Record set section start
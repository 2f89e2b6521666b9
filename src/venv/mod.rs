// src/venv/mod.rs

//! Managed virtualenvs, one per selected Python version.
//!
//! Environments live under `.jobx/venv/<version>` in the project root and
//! persist across runs. A marker file records the content hash of the
//! requirement files the environment was built from; when the hash still
//! matches and the venv's interpreter is present, the environment is reused
//! as-is, otherwise it is rebuilt in place.

pub mod manager;
pub mod provision;

use std::path::PathBuf;

use crate::runtime::PythonVersion;

pub use manager::EnvManager;
pub use provision::{PipProvisioner, Provisioner};

/// An isolated execution context bound to exactly one Python version.
#[derive(Debug, Clone, PartialEq, Eq)]
pub struct Environment {
    pub version: PythonVersion,
    /// Root of the virtualenv directory.
    pub venv: PathBuf,
    /// The virtualenv's own interpreter binary.
    pub python: PathBuf,
}

impl Environment {
    /// Directory holding the venv's executables, prepended to `PATH` when
    /// steps run inside this environment.
    pub fn bin_dir(&self) -> PathBuf {
        if cfg!(windows) {
            self.venv.join("Scripts")
        } else {
            self.venv.join("bin")
        }
    }
}

/// Progress notifications emitted while environments are prepared. The
/// engine forwards these to the presentation layer.
#[derive(Debug, Clone)]
pub enum EnvUpdate {
    Progress {
        version: PythonVersion,
        message: String,
    },
    Ready {
        version: PythonVersion,
    },
}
Record set section end
__What is expected__:
Restate word for word only the lines above from the line containing "use std::path::PathBuf;" to the line containing "the virtualenv directory.", both of them included.

__Solution__:
use std::path::PathBuf;

use crate::runtime::PythonVersion;

pub use manager::EnvManager;
pub use provision::{PipProvisioner, Provisioner};

/// An isolated execution context bound to exactly one Python version.
#[derive(Debug, Clone, PartialEq, Eq)]
pub struct Environment {
    pub version: PythonVersion,
    /// Root of the virtualenv directory.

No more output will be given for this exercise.